→ Task prompt
Read through the material below and find each line that has the word "before"; copy it.

━━━ Provided records

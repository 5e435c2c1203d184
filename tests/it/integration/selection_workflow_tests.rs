//! Selection Workflow Integration Tests
//!
//! Click, ctrl-click and marquee selection driven through pointer events.

use crate::helpers::{
    assert_selection, assert_transformer_synced, click, drag, rect_shape, TestSessionBuilder,
};
use sketchboard::constants::ERASER_NODE_NAME;
use sketchboard::input::{Modifiers, PointerEvent};
use sketchboard::{Rect, SelectionMode, SessionConfig};

#[test]
fn test_marquee_intersect_selects_touching_shapes() {
    let (mut session, ids) = TestSessionBuilder::new()
        .with_rect(0.0, 0.0, 10.0, 10.0)
        .with_rect(50.0, 50.0, 10.0, 10.0)
        .with_rect(200.0, 200.0, 10.0, 10.0)
        .build_with_ids();

    drag(&mut session, (-5.0, -5.0), (55.0, 55.0), Modifiers::NONE);

    assert_selection(&session, &[ids[0], ids[1]]);
    assert_transformer_synced(&session);
    assert!(session.surface().marquee().is_none());
}

#[test]
fn test_marquee_contain_mode() {
    let config = SessionConfig {
        marquee_mode: SelectionMode::Contain,
        ..SessionConfig::default()
    };
    let (mut session, ids) = TestSessionBuilder::new()
        .with_config(config)
        .with_rect(0.0, 0.0, 10.0, 10.0)
        .with_rect(50.0, 50.0, 10.0, 10.0)
        .build_with_ids();

    drag(&mut session, (-5.0, -5.0), (55.0, 55.0), Modifiers::NONE);
    assert_selection(&session, &[ids[0]]);
}

#[test]
fn test_marquee_in_reverse_direction() {
    let (mut session, ids) = TestSessionBuilder::new()
        .with_rect(10.0, 10.0, 10.0, 10.0)
        .build_with_ids();

    drag(&mut session, (100.0, 100.0), (15.0, 15.0), Modifiers::NONE);
    assert_selection(&session, &[ids[0]]);
}

#[test]
fn test_marquee_rect_follows_pointer() {
    let mut session = TestSessionBuilder::new().build();

    session.pointer_down(&PointerEvent::at(40.0, 40.0)).unwrap();
    assert_eq!(session.surface().marquee(), Some(Rect::new(40.0, 40.0, 0.0, 0.0)));
    session.pointer_move(&PointerEvent::at(10.0, 70.0));

    assert!(session.input_state().is_marquee_selecting());
    assert_eq!(session.surface().marquee(), Some(Rect::new(10.0, 40.0, 30.0, 30.0)));
    assert_eq!(session.input_state().marquee_rect(), session.surface().marquee());
}

#[test]
fn test_marquee_with_modifier_extends_in_scene_order() {
    let (mut session, ids) = TestSessionBuilder::new()
        .with_rect(0.0, 0.0, 10.0, 10.0)
        .with_rect(50.0, 0.0, 10.0, 10.0)
        .with_rect(100.0, 0.0, 10.0, 10.0)
        .build_with_ids();

    click(&mut session, (105.0, 5.0), Modifiers::NONE);
    drag(&mut session, (-5.0, -5.0), (55.0, 20.0), Modifiers::CTRL);

    assert_selection(&session, &[ids[2], ids[0], ids[1]]);
    assert_eq!(session.primary_selection(), Some(ids[2]));
}

#[test]
fn test_marquee_without_modifier_replaces() {
    let (mut session, ids) = TestSessionBuilder::new()
        .with_rect(0.0, 0.0, 10.0, 10.0)
        .with_rect(100.0, 0.0, 10.0, 10.0)
        .build_with_ids();

    click(&mut session, (105.0, 5.0), Modifiers::NONE);
    drag(&mut session, (-5.0, -5.0), (20.0, 20.0), Modifiers::NONE);
    assert_selection(&session, &[ids[0]]);
}

#[test]
fn test_empty_marquee_clears_selection() {
    let (mut session, ids) = TestSessionBuilder::new()
        .with_rect(0.0, 0.0, 10.0, 10.0)
        .build_with_ids();

    click(&mut session, (5.0, 5.0), Modifiers::NONE);
    assert_selection(&session, &[ids[0]]);

    drag(&mut session, (300.0, 300.0), (400.0, 400.0), Modifiers::NONE);
    assert_selection(&session, &[]);
    assert!(session.surface().transformer_nodes().is_empty());
}

#[test]
fn test_background_click_clears_selection() {
    let (mut session, ids) = TestSessionBuilder::new()
        .with_rect(0.0, 0.0, 10.0, 10.0)
        .build_with_ids();

    click(&mut session, (5.0, 5.0), Modifiers::NONE);
    assert_selection(&session, &[ids[0]]);
    click(&mut session, (500.0, 500.0), Modifiers::NONE);
    assert_selection(&session, &[]);
}

#[test]
fn test_ctrl_background_click_keeps_selection() {
    let (mut session, ids) = TestSessionBuilder::new()
        .with_rect(0.0, 0.0, 10.0, 10.0)
        .build_with_ids();

    click(&mut session, (5.0, 5.0), Modifiers::NONE);
    click(&mut session, (500.0, 500.0), Modifiers::CTRL);
    assert_selection(&session, &[ids[0]]);
}

#[test]
fn test_click_sole_member_deselects() {
    let (mut session, ids) = TestSessionBuilder::new()
        .with_rect(0.0, 0.0, 10.0, 10.0)
        .build_with_ids();

    click(&mut session, (5.0, 5.0), Modifiers::NONE);
    assert_selection(&session, &[ids[0]]);
    click(&mut session, (5.0, 5.0), Modifiers::NONE);
    assert_selection(&session, &[]);
}

#[test]
fn test_plain_click_replaces_multi_selection() {
    let (mut session, ids) = TestSessionBuilder::new()
        .with_rect(0.0, 0.0, 10.0, 10.0)
        .with_rect(50.0, 0.0, 10.0, 10.0)
        .build_with_ids();

    session.select_all();
    click(&mut session, (55.0, 5.0), Modifiers::NONE);
    assert_selection(&session, &[ids[1]]);
}

#[test]
fn test_ctrl_click_round_trip_restores_selection() {
    let (mut session, ids) = TestSessionBuilder::new()
        .with_rect(0.0, 0.0, 10.0, 10.0)
        .with_rect(50.0, 0.0, 10.0, 10.0)
        .with_rect(100.0, 0.0, 10.0, 10.0)
        .build_with_ids();

    click(&mut session, (5.0, 5.0), Modifiers::NONE);
    click(&mut session, (105.0, 5.0), Modifiers::CTRL);
    let before = session.selected_ids();

    click(&mut session, (55.0, 5.0), Modifiers::CTRL);
    assert_selection(&session, &[ids[0], ids[2], ids[1]]);
    assert_eq!(session.primary_selection(), Some(ids[1]));

    click(&mut session, (55.0, 5.0), Modifiers::CTRL);
    assert_eq!(session.selected_ids(), before);
    assert_transformer_synced(&session);
}

#[test]
fn test_click_topmost_of_overlapping_shapes() {
    let (mut session, ids) = TestSessionBuilder::new()
        .with_rect(0.0, 0.0, 100.0, 100.0)
        .with_rect(50.0, 50.0, 100.0, 100.0)
        .build_with_ids();

    click(&mut session, (75.0, 75.0), Modifiers::NONE);
    assert_selection(&session, &[ids[1]]);
}

#[test]
fn test_press_and_drag_on_shape_is_not_a_click() {
    let (mut session, ids) = TestSessionBuilder::new()
        .with_rect(0.0, 0.0, 100.0, 100.0)
        .build_with_ids();

    drag(&mut session, (10.0, 10.0), (60.0, 60.0), Modifiers::NONE);

    assert_selection(&session, &[]);
    assert!(session.input_state().is_idle());
    assert!(session.scene().get(ids[0]).unwrap().is_draggable());
}

#[test]
fn test_small_jitter_still_counts_as_click() {
    let (mut session, ids) = TestSessionBuilder::new()
        .with_rect(0.0, 0.0, 100.0, 100.0)
        .build_with_ids();

    session.pointer_down(&PointerEvent::at(10.0, 10.0)).unwrap();
    session.pointer_move(&PointerEvent::at(11.0, 11.0));
    session.pointer_up(&PointerEvent::at(11.0, 11.0));

    assert_selection(&session, &[ids[0]]);
}

#[test]
fn test_clicks_ignored_in_drawing_mode() {
    let (mut session, ids) = TestSessionBuilder::new()
        .with_rect(0.0, 0.0, 10.0, 10.0)
        .build_with_ids();

    click(&mut session, (5.0, 5.0), Modifiers::NONE);
    session.set_drawing_mode(true);
    click(&mut session, (5.0, 5.0), Modifiers::CTRL);

    assert_selection(&session, &[ids[0]]);
}

#[test]
fn test_menu_anchor_above_primary() {
    let (mut session, _) = TestSessionBuilder::new()
        .with_rect(20.0, 40.0, 60.0, 30.0)
        .build_with_ids();

    assert!(session.menu_anchor().is_none());
    click(&mut session, (30.0, 50.0), Modifiers::NONE);

    let anchor = session.menu_anchor().unwrap();
    assert_eq!((anchor.x, anchor.y), (50.0, 30.0));
}

#[test]
fn test_marquee_returning_to_start_still_selects() {
    let (mut session, ids) = TestSessionBuilder::new()
        .with_rect(0.0, 0.0, 10.0, 10.0)
        .build_with_ids();

    session.pointer_down(&PointerEvent::at(-2.0, -2.0)).unwrap();
    session.pointer_move(&PointerEvent::at(100.0, 100.0));
    session.pointer_move(&PointerEvent::at(0.0, 0.0));
    session.pointer_up(&PointerEvent::at(0.0, 0.0));

    assert_selection(&session, &[ids[0]]);
}

#[test]
fn test_eraser_on_top_absorbs_press() {
    let (mut session, ids) = TestSessionBuilder::new()
        .with_rect(0.0, 0.0, 100.0, 100.0)
        .with_shape(rect_shape(20.0, 20.0, 20.0, 20.0).named(ERASER_NODE_NAME))
        .build_with_ids();

    click(&mut session, (5.0, 5.0), Modifiers::NONE);
    assert_selection(&session, &[ids[0]]);

    session.pointer_down(&PointerEvent::at(30.0, 30.0)).unwrap();
    assert!(session.input_state().is_idle());
    assert!(session.surface().marquee().is_none());
    session.pointer_up(&PointerEvent::at(30.0, 30.0));
    assert_selection(&session, &[ids[0]]);

    drag(&mut session, (30.0, 30.0), (300.0, 300.0), Modifiers::NONE);
    assert_selection(&session, &[ids[0]]);
}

━━━━━━

→ Solution to this task
    let before = session.selected_ids();
    assert_eq!(session.selected_ids(), before);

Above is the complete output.